● EXERCISE DIRECTIONS
Scan the material below for every line with the string "tracing", and copy those lines.

○ ○ ○

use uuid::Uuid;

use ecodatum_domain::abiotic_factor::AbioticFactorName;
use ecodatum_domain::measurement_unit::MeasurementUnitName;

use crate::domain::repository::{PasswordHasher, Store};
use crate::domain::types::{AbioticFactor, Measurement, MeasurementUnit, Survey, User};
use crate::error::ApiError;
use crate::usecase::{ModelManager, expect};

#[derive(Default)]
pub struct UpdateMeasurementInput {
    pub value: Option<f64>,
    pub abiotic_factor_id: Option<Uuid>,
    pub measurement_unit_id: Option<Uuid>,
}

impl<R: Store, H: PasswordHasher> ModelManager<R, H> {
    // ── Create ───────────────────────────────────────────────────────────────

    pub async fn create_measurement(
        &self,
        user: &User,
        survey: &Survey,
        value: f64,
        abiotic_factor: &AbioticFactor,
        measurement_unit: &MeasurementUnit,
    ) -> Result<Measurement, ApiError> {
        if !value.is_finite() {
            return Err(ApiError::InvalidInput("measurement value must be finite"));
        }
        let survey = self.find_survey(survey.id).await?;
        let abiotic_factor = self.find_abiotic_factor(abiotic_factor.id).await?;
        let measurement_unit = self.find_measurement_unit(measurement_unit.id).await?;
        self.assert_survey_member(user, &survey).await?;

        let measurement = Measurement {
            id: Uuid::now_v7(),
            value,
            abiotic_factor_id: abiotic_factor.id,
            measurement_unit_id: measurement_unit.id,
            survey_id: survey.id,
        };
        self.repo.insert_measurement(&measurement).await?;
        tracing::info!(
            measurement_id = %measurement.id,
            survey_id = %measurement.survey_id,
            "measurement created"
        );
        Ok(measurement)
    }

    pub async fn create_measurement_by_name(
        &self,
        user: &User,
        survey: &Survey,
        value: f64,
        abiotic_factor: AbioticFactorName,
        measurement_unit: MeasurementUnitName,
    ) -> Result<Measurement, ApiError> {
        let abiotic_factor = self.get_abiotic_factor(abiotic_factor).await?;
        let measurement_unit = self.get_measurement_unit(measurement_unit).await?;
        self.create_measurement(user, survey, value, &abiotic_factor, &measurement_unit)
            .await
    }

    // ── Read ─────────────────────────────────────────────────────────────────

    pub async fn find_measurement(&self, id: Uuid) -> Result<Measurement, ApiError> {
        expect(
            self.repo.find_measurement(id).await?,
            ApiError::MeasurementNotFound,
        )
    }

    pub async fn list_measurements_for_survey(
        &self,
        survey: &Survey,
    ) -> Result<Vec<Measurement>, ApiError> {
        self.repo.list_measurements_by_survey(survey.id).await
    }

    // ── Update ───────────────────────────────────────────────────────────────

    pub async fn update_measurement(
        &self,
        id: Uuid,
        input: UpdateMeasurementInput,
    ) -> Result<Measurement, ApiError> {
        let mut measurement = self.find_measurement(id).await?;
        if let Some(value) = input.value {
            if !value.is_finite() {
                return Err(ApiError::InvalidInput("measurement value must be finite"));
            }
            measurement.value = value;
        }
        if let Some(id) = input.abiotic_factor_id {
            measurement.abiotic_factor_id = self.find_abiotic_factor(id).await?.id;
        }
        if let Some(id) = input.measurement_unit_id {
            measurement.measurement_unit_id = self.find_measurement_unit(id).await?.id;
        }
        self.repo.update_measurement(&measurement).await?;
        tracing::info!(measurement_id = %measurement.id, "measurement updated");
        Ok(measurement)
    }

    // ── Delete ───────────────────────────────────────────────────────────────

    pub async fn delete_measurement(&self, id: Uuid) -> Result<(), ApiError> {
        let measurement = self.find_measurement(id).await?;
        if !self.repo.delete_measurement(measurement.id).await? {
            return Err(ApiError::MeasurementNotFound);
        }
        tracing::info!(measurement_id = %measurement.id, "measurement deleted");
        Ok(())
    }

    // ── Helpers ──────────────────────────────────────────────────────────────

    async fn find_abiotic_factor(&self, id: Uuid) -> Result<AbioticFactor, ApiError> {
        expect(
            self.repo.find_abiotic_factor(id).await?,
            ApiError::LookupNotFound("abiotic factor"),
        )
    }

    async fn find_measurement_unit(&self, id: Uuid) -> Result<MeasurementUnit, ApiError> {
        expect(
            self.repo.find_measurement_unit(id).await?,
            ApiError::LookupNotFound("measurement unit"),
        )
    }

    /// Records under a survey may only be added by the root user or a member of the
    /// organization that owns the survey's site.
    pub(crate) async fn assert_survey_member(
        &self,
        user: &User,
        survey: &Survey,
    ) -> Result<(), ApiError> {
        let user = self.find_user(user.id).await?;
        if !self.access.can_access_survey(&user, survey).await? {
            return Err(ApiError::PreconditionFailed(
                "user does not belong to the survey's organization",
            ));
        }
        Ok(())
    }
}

○ ○ ○

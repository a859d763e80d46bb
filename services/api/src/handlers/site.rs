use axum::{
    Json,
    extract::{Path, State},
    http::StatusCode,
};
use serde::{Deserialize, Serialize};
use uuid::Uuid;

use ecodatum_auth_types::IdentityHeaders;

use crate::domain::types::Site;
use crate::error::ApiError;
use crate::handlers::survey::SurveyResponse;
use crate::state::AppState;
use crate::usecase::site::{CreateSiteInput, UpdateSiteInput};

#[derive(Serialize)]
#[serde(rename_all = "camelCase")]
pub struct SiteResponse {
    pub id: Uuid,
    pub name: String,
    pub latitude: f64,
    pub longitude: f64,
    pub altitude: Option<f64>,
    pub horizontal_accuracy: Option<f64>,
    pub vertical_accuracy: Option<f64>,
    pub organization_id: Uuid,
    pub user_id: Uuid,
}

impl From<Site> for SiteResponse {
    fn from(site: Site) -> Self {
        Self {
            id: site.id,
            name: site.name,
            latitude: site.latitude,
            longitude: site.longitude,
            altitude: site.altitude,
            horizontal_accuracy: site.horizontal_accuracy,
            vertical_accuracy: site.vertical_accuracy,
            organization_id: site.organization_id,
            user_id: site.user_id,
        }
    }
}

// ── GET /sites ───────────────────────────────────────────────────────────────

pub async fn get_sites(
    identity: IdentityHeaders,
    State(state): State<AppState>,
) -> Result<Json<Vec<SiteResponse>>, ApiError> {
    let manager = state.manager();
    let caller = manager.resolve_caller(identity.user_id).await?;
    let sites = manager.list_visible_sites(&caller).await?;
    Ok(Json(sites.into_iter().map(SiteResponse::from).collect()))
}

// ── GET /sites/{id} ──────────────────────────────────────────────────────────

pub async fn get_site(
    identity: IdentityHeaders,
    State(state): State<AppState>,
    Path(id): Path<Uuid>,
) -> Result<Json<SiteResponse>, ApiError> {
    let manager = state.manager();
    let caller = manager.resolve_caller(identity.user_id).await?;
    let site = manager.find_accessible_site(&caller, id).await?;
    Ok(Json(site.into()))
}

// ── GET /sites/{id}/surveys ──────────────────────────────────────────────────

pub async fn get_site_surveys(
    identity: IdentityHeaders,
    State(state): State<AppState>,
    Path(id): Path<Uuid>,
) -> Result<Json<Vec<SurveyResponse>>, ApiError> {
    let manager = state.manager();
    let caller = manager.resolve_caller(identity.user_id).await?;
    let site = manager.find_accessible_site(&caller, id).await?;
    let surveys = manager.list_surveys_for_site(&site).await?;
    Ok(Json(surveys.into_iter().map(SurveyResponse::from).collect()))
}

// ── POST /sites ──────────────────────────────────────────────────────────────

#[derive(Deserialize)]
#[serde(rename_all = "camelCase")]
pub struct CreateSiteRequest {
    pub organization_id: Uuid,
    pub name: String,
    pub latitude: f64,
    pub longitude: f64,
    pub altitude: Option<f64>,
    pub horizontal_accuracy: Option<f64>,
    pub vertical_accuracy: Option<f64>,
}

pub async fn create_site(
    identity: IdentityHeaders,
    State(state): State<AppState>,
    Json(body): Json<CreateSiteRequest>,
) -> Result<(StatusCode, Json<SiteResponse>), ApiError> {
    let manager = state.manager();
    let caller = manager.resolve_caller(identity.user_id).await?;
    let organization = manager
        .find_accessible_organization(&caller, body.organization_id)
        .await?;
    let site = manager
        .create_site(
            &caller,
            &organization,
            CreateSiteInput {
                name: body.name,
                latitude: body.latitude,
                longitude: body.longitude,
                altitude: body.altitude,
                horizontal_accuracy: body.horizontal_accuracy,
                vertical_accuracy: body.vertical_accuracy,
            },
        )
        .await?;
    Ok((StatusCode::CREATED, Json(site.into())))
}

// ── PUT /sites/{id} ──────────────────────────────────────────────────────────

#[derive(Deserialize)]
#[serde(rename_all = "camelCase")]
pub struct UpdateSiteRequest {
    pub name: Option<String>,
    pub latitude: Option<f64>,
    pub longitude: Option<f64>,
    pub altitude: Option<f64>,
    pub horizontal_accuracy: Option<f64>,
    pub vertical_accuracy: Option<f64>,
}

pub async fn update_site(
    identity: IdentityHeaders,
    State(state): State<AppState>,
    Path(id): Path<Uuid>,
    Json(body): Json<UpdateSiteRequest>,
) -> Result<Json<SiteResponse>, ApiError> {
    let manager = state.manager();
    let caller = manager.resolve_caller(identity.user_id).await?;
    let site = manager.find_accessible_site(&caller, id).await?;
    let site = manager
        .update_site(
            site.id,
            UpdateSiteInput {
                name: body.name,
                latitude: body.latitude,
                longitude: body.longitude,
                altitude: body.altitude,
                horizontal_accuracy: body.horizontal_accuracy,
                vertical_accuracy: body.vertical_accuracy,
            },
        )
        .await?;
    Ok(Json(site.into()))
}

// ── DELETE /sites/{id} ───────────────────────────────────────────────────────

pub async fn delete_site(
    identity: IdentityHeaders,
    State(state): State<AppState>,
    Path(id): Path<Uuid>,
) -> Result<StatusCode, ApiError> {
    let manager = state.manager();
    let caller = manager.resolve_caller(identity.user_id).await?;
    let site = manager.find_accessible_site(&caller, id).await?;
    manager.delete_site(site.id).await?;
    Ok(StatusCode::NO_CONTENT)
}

○ ○ ○

● TASK SOLUTION
        tracing::info!(
        tracing::info!(measurement_id = %measurement.id, "measurement updated");
        tracing::info!(measurement_id = %measurement.id, "measurement deleted");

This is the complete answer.